REYNOLDS: Jesus and the other immigrants I spoke with asked me not to use their full names because they're in the country illegally. Jesus' roommates have had better luck with work and loan him money for food and rent these days. But now, he's in debt here and it doesn't seem worse than anymore. He's been living in the United States for two years and he hasn't had work since July.

JESUS: (Foreign language spoken)

REYNOLDS: Life is expensive. If you work, you eat. If you don't work, you don't eat. My plan is to return to Guatemala and advise people not to come. It's a lost cause. They should carry on with their life as they can in poverty but at least they are with their family.

JESUS: (Foreign language spoken)

REYNOLDS: Many people are taking Jesus' advice. The undocumented population is a difficult group to track. But according to the Pew Hispanic Center, the unauthorized immigration flow from Mexico to the U.S. has decreased over the past three years. But there is no significant evidence that more undocumented immigrants are leaving the U.S. because of the recession.

Still, since October, Sister Margaret has raised money to send about 100 immigrants home, mostly to Guatemala and Honduras. This is something she used to do very rarely.

Before the economy tanked, she says, most people could make it. But now, they can't keep up with the rent. Most of the immigrants who want to go home come to her as a last resort, usually after months of unemployment.

Sister SMYTH: Going home is a very huge decision. First of all, it's a loss of hope. Most of the people who come in looking for tickets are depressed. Some of them have been here three, four, five, up to eight years. They're making major choices because they can't live on the hope that the economy is going to change and change sufficiently that they're going to pick up jobs.

REYNOLDS: In front of Sister Margaret's office, Marcos(ph) is waiting for a friend. He hasn't made any decisions yet, but he too has thought about going home to Guatemala where his wife and three daughters live off his remittances. He's a landscaper but hasn't had work for a few months. And he can barely pay the $200 monthly rent.
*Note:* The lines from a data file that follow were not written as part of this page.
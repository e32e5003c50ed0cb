//! `PostgreSQL` repository contract tests.

use super::helpers::{TickingClock, execute_in_schema, setup_repository, test_database_url};
use chrono::{TimeDelta, TimeZone, Utc};
use mockable::Clock;
use rstest::rstest;
use taskboard::task::{
    domain::{PersistedTaskData, Task, TaskId},
    ports::{TaskRepository, TaskRepositoryError},
};

#[rstest]
#[tokio::test(flavor = "multi_thread")]
async fn save_then_find_round_trips_all_fields() -> Result<(), eyre::Report> {
    let Some(url) = test_database_url("save_then_find_round_trips_all_fields") else {
        return Ok(());
    };
    let (_schema, repo) = setup_repository(url).await?;
    let clock = TickingClock::default();
    let task = Task::new("Round trip", Some("stored in postgres"), &clock)?;

    let saved = repo.save(&task).await?;
    let found = repo.find_by_id(task.id()).await?;

    eyre::ensure!(saved == task, "save should return the stored task");
    eyre::ensure!(found.as_ref() == Some(&task), "lookup mismatch: {found:?}");
    Ok(())
}

#[rstest]
#[tokio::test(flavor = "multi_thread")]
async fn sub_microsecond_precision_is_truncated_on_store() -> Result<(), eyre::Report> {
    let Some(url) = test_database_url("sub_microsecond_precision_is_truncated_on_store") else {
        return Ok(());
    };
    let (_schema, repo) = setup_repository(url).await?;
    let created_at = Utc
        .with_ymd_and_hms(2026, 3, 1, 12, 0, 0)
        .single()
        .ok_or_else(|| eyre::eyre!("invalid timestamp"))?
        + TimeDelta::nanoseconds(1_234_567);
    let task = Task::from_persisted(PersistedTaskData {
        id: TaskId::new(),
        title: "Precise".to_owned(),
        description: String::new(),
        completed: false,
        created_at,
        updated_at: created_at,
    })?;

    let saved = repo.save(&task).await?;

    eyre::ensure!(
        saved.created_at() == created_at - TimeDelta::nanoseconds(567),
        "expected microsecond truncation, got {}",
        saved.created_at()
    );
    Ok(())
}

#[rstest]
#[tokio::test(flavor = "multi_thread")]
async fn duplicate_identifier_is_rejected() -> Result<(), eyre::Report> {
    let Some(url) = test_database_url("duplicate_identifier_is_rejected") else {
        return Ok(());
    };
    let (_schema, repo) = setup_repository(url).await?;
    let task = Task::new("Only once", None, &TickingClock::default())?;
    repo.save(&task).await?;

    let result = repo.save(&task).await;

    eyre::ensure!(
        matches!(result, Err(TaskRepositoryError::DuplicateTask(id)) if id == task.id()),
        "expected DuplicateTask, got {result:?}"
    );
    Ok(())
}

#[rstest]
#[tokio::test(flavor = "multi_thread")]
async fn find_all_orders_newest_first() -> Result<(), eyre::Report> {
    let Some(url) = test_database_url("find_all_orders_newest_first") else {
        return Ok(());
    };
    let (_schema, repo) = setup_repository(url).await?;
    let clock = TickingClock::default();
    let first = Task::new("first", None, &clock)?;
    let second = Task::new("second", None, &clock)?;
    let third = Task::new("third", None, &clock)?;
    for task in [&second, &third, &first] {
        repo.save(task).await?;
    }

    let ids: Vec<TaskId> = repo.find_all().await?.iter().map(Task::id).collect();

    eyre::ensure!(
        ids == vec![third.id(), second.id(), first.id()],
        "unexpected order: {ids:?}"
    );
    Ok(())
}

#[rstest]
#[tokio::test(flavor = "multi_thread")]
async fn update_overwrites_mutable_fields_only() -> Result<(), eyre::Report> {
    let Some(url) = test_database_url("update_overwrites_mutable_fields_only") else {
        return Ok(());
    };
    let (_schema, repo) = setup_repository(url).await?;
    let clock = TickingClock::default();
    let mut task = Task::new("Before", Some("old"), &clock)?;
    repo.save(&task).await?;

    task.update_title("After", &clock)?;
    task.update_description("", &clock)?;
    task.mark_completed(&clock);
    let updated = repo.update(&task).await?;

    eyre::ensure!(updated == task, "update should return the stored task");
    eyre::ensure!(updated.updated_at() > updated.created_at(), "updatedAt must advance");
    let found = repo.find_by_id(task.id()).await?;
    eyre::ensure!(found == Some(task), "stored row should match: {found:?}");
    Ok(())
}

#[rstest]
#[tokio::test(flavor = "multi_thread")]
async fn update_missing_task_is_not_found() -> Result<(), eyre::Report> {
    let Some(url) = test_database_url("update_missing_task_is_not_found") else {
        return Ok(());
    };
    let (_schema, repo) = setup_repository(url).await?;
    let task = Task::new("Never saved", None, &TickingClock::default())?;

    let result = repo.update(&task).await;

    eyre::ensure!(
        matches!(result, Err(TaskRepositoryError::NotFound(id)) if id == task.id()),
        "expected NotFound, got {result:?}"
    );
    Ok(())
}

#[rstest]
#[tokio::test(flavor = "multi_thread")]
async fn delete_and_exists_agree() -> Result<(), eyre::Report> {
    let Some(url) = test_database_url("delete_and_exists_agree") else {
        return Ok(());
    };
    let (_schema, repo) = setup_repository(url).await?;
    let task = Task::new("Disposable", None, &TickingClock::default())?;
    repo.save(&task).await?;

    eyre::ensure!(repo.exists(task.id()).await?, "saved task should exist");
    eyre::ensure!(repo.delete(task.id()).await?, "first delete removes the row");
    eyre::ensure!(!repo.delete(task.id()).await?, "second delete removes nothing");
    eyre::ensure!(!repo.exists(task.id()).await?, "deleted task should not exist");
    eyre::ensure!(
        repo.find_by_id(task.id()).await?.is_none(),
        "deleted task should not be found"
    );
    Ok(())
}

#[rstest]
#[tokio::test(flavor = "multi_thread")]
async fn corrupt_rows_surface_as_persistence_errors() -> Result<(), eyre::Report> {
    let Some(url) = test_database_url("corrupt_rows_surface_as_persistence_errors") else {
        return Ok(());
    };
    let (schema, repo) = setup_repository(url).await?;
    let now = TickingClock::default().utc();
    let id = TaskId::new();
    let overlong = "d".repeat(1001);
    execute_in_schema(
        &schema,
        &format!(
            "ALTER TABLE tasks ALTER COLUMN description TYPE TEXT; \
             INSERT INTO tasks (id, title, description, completed, created_at, updated_at) \
             VALUES ('{id}', 'Corrupt', '{overlong}', FALSE, '{now}', '{now}')",
            now = now.to_rfc3339(),
        ),
    )?;

    let result = repo.find_by_id(id).await;

    eyre::ensure!(
        matches!(result, Err(TaskRepositoryError::Persistence(_))),
        "expected Persistence error, got {result:?}"
    );
    Ok(())
}

#[rstest]
#[tokio::test(flavor = "multi_thread")]
async fn ensure_schema_is_idempotent() -> Result<(), eyre::Report> {
    let Some(url) = test_database_url("ensure_schema_is_idempotent") else {
        return Ok(());
    };
    let (_schema, repo) = setup_repository(url).await?;
    let task = Task::new("Survives", None, &TickingClock::default())?;
    repo.save(&task).await?;

    repo.ensure_schema().await?;

    eyre::ensure!(repo.exists(task.id()).await?, "existing rows must survive");
    Ok(())
}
MARCOS: (Foreign language spoken)

REYNOLDS: If I get a few days of work, he says, I can still earn enough money to go home. But you need a lot. Marcos and Jesus say they both have friends who've already left the U.S. because they couldn't find work. For now, Jesus will join Sister Margaret's waiting list. And as the recession shift, unemployed immigrants may continue to consider an early ride home.

For NPR News, I'm Sarah Reynolds in New York.